### Work to complete:
Scan the data below for the string "ModifyParams". Show every line where it turns up.

--

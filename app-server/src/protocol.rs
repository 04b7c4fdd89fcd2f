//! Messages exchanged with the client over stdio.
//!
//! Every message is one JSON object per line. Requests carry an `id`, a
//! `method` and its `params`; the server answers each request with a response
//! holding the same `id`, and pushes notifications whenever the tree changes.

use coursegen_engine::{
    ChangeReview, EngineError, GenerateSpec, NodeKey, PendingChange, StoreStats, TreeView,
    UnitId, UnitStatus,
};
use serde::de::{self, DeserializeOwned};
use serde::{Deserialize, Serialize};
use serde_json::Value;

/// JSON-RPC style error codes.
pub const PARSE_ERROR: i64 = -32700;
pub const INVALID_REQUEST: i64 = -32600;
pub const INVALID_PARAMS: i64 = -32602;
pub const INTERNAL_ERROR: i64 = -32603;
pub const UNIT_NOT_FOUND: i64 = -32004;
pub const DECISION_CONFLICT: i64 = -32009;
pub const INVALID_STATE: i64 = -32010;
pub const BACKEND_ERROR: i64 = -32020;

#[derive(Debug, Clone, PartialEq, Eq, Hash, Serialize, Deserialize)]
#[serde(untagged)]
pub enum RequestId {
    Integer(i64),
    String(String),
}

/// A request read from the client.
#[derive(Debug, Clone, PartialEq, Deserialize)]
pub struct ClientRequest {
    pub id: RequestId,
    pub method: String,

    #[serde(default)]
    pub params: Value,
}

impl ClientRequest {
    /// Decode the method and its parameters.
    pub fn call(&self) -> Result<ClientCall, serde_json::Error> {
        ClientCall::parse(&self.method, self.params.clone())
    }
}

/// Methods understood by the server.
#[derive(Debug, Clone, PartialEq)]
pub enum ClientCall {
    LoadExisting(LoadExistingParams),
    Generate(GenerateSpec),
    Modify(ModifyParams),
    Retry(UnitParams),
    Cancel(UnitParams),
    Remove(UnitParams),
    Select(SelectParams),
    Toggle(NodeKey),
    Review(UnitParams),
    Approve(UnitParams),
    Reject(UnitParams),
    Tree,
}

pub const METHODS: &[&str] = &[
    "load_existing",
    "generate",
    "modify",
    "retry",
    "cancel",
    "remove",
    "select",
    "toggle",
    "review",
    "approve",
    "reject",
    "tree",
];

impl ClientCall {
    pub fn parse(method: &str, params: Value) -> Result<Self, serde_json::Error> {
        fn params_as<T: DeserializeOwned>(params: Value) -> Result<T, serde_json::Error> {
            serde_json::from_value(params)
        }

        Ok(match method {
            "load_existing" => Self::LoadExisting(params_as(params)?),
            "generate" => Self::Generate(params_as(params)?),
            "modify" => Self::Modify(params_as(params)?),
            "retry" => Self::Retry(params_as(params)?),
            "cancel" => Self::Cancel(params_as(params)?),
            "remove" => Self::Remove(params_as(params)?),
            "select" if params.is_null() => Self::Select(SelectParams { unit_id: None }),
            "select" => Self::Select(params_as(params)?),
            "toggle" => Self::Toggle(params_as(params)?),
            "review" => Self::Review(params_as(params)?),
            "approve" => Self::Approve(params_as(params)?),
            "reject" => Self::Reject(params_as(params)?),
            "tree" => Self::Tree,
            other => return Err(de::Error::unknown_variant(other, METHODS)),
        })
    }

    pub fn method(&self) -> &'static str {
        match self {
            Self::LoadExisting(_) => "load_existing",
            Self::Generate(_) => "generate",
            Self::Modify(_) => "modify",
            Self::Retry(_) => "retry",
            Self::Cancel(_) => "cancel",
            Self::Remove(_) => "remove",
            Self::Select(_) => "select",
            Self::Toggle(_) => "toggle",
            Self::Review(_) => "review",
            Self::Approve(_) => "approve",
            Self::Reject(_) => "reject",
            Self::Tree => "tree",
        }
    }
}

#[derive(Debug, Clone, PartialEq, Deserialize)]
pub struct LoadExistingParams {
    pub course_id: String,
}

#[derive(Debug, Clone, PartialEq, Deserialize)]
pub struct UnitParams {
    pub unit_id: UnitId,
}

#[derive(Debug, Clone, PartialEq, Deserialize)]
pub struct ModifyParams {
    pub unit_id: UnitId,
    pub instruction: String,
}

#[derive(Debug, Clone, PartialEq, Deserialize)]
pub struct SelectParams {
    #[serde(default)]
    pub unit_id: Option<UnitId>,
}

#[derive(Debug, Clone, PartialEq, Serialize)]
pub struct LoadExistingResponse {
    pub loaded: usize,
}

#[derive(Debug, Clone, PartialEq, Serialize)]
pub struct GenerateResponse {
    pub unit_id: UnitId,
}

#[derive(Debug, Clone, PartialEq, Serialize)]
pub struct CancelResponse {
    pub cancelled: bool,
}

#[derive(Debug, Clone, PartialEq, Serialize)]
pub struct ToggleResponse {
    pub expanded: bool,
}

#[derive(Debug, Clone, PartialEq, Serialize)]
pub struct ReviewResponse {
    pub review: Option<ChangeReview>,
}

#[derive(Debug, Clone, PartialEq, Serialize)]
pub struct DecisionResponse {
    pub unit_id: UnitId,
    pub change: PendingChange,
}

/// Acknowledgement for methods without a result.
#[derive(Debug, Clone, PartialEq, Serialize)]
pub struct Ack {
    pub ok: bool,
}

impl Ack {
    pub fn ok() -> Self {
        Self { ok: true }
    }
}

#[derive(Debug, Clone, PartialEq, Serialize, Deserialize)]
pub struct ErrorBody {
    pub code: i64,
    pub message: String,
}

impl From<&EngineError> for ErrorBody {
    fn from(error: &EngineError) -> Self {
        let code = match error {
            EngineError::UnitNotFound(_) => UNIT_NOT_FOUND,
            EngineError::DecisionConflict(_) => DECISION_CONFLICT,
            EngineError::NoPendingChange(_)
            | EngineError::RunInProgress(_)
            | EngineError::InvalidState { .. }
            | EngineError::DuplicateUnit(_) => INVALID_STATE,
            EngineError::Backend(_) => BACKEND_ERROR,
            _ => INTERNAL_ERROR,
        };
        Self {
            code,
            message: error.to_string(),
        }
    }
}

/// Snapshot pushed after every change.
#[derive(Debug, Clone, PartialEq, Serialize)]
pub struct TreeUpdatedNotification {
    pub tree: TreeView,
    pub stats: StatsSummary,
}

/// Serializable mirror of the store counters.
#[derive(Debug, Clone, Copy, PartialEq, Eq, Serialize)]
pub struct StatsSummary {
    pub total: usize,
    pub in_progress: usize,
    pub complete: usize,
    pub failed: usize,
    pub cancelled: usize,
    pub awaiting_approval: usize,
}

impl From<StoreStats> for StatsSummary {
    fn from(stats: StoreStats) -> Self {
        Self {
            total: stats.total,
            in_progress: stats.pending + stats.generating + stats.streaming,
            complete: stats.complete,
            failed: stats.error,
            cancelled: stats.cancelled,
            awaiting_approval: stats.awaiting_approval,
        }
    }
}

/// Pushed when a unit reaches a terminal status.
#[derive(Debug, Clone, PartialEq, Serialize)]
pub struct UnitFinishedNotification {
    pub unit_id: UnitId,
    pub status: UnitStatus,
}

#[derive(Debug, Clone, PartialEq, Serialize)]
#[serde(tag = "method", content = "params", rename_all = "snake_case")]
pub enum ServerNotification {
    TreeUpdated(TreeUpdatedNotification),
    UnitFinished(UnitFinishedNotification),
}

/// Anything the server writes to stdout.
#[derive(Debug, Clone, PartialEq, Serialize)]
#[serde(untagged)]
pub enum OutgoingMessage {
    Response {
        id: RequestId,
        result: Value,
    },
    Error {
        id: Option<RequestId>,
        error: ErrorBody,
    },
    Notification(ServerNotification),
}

--

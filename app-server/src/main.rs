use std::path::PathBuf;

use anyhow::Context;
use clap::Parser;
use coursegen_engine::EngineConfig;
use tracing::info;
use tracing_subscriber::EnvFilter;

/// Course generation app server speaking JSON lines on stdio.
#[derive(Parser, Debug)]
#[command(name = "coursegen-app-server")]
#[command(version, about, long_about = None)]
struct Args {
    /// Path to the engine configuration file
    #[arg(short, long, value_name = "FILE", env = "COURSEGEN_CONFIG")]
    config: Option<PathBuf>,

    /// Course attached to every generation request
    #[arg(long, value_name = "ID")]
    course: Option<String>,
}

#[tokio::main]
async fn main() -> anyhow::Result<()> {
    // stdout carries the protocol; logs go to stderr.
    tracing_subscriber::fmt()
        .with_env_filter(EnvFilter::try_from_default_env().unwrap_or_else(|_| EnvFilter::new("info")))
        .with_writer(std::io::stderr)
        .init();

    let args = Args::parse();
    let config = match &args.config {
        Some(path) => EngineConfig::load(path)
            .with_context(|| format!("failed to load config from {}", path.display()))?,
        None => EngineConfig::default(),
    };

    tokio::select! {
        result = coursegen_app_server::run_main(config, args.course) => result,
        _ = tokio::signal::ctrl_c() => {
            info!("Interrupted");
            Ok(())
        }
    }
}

--

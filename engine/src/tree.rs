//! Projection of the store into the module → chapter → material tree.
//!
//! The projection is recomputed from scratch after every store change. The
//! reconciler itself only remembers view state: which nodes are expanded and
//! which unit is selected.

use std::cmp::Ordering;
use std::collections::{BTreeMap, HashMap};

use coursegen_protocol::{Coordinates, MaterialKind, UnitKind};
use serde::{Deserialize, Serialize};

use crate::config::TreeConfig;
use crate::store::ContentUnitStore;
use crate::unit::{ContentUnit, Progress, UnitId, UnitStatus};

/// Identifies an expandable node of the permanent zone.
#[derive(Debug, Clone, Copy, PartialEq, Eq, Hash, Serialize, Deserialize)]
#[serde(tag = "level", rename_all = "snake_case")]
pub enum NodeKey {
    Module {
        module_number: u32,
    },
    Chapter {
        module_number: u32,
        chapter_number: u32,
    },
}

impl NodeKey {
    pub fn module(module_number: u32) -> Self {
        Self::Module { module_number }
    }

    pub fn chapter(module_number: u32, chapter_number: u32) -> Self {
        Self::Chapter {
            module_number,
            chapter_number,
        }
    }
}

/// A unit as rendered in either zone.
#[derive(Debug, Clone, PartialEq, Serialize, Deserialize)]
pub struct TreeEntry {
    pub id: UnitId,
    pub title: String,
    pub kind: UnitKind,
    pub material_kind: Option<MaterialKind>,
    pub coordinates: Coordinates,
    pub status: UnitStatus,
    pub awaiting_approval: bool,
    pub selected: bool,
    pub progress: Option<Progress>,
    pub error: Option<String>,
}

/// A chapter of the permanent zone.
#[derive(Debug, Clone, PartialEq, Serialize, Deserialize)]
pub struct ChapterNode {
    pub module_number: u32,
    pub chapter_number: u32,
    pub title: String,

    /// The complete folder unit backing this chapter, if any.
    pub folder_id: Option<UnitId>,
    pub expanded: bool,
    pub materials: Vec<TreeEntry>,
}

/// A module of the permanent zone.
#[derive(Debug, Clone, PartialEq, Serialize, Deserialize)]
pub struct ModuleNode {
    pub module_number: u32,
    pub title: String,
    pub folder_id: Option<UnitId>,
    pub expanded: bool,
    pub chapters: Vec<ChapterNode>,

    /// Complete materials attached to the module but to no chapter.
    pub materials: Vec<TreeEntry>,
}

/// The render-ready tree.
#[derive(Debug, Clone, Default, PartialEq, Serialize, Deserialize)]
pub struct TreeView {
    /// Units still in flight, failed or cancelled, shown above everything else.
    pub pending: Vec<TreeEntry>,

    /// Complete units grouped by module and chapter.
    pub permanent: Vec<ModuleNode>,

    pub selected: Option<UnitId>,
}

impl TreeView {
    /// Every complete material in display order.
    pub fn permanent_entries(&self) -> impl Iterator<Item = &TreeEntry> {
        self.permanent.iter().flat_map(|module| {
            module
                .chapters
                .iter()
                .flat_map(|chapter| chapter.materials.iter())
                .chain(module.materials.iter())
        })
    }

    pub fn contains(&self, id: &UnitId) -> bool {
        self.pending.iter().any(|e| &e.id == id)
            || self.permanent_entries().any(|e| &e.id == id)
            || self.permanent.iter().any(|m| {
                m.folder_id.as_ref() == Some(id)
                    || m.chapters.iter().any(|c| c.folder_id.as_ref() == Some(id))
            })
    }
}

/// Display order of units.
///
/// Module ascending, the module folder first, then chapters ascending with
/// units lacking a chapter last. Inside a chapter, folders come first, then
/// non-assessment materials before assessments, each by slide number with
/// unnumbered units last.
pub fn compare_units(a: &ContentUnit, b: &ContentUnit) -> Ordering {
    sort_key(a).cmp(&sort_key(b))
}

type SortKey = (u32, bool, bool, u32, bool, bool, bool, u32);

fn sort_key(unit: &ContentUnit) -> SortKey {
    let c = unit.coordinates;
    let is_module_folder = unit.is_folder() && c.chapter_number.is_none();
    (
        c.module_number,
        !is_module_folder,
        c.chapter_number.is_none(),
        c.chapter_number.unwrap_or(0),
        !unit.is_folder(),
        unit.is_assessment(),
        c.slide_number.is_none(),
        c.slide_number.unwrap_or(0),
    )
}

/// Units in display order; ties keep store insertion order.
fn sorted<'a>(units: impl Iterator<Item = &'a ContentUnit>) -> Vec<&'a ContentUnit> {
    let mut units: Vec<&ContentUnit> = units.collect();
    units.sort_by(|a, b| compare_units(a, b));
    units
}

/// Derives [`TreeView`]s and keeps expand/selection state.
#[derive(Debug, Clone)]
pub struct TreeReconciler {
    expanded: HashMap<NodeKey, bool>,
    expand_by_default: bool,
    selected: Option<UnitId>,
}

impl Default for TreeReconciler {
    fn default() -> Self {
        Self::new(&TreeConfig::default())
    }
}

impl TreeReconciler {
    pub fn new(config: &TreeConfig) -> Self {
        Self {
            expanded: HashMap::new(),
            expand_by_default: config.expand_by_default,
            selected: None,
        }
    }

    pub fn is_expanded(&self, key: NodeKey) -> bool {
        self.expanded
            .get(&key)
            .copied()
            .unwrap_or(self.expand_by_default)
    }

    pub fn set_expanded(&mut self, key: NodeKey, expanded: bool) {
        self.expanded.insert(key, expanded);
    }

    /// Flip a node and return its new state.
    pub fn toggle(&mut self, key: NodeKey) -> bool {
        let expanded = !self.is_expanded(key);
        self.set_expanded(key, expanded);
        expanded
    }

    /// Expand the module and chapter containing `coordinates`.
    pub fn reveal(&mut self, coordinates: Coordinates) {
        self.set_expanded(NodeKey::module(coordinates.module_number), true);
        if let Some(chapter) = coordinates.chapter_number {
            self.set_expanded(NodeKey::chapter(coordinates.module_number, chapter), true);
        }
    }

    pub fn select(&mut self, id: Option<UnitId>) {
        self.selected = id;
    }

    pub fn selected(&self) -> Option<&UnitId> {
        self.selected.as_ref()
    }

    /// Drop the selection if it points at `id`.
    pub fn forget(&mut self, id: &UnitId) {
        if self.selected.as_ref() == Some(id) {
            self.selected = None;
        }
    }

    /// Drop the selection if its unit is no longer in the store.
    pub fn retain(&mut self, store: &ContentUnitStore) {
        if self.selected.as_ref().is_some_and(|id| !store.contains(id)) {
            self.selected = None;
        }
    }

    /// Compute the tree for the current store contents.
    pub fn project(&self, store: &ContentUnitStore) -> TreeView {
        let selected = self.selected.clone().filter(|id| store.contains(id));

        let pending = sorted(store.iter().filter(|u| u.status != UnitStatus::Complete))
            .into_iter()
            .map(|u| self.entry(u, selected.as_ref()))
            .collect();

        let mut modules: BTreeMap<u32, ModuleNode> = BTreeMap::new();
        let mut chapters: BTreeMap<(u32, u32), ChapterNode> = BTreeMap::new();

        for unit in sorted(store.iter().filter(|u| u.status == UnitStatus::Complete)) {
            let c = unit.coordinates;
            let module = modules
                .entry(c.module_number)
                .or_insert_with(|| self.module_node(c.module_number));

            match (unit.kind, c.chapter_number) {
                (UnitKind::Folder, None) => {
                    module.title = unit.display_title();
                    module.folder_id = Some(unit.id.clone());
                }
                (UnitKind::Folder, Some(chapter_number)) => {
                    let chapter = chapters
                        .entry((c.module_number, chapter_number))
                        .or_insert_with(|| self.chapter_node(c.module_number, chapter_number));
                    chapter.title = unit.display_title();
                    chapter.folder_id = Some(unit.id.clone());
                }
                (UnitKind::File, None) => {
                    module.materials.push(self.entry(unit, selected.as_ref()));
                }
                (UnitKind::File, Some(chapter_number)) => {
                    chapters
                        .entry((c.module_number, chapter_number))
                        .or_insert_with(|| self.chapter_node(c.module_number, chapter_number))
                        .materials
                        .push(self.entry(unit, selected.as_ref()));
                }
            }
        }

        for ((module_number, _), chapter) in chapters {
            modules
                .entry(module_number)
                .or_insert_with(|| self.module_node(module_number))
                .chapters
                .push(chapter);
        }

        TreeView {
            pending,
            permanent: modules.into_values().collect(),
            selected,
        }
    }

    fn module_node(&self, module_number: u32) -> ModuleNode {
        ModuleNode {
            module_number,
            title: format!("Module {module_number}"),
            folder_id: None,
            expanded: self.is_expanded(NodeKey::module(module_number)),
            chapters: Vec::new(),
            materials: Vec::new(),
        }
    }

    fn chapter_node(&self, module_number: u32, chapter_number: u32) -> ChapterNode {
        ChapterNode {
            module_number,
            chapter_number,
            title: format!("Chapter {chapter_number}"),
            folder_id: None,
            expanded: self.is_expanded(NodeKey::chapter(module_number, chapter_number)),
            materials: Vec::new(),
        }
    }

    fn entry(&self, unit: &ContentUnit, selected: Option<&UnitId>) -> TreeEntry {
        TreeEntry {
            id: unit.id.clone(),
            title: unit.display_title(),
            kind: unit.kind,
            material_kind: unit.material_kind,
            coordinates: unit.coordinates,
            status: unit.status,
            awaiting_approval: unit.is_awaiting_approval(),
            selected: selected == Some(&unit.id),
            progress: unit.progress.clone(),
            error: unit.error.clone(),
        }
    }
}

--

### Response box:
    Modify(ModifyParams),
pub struct ModifyParams {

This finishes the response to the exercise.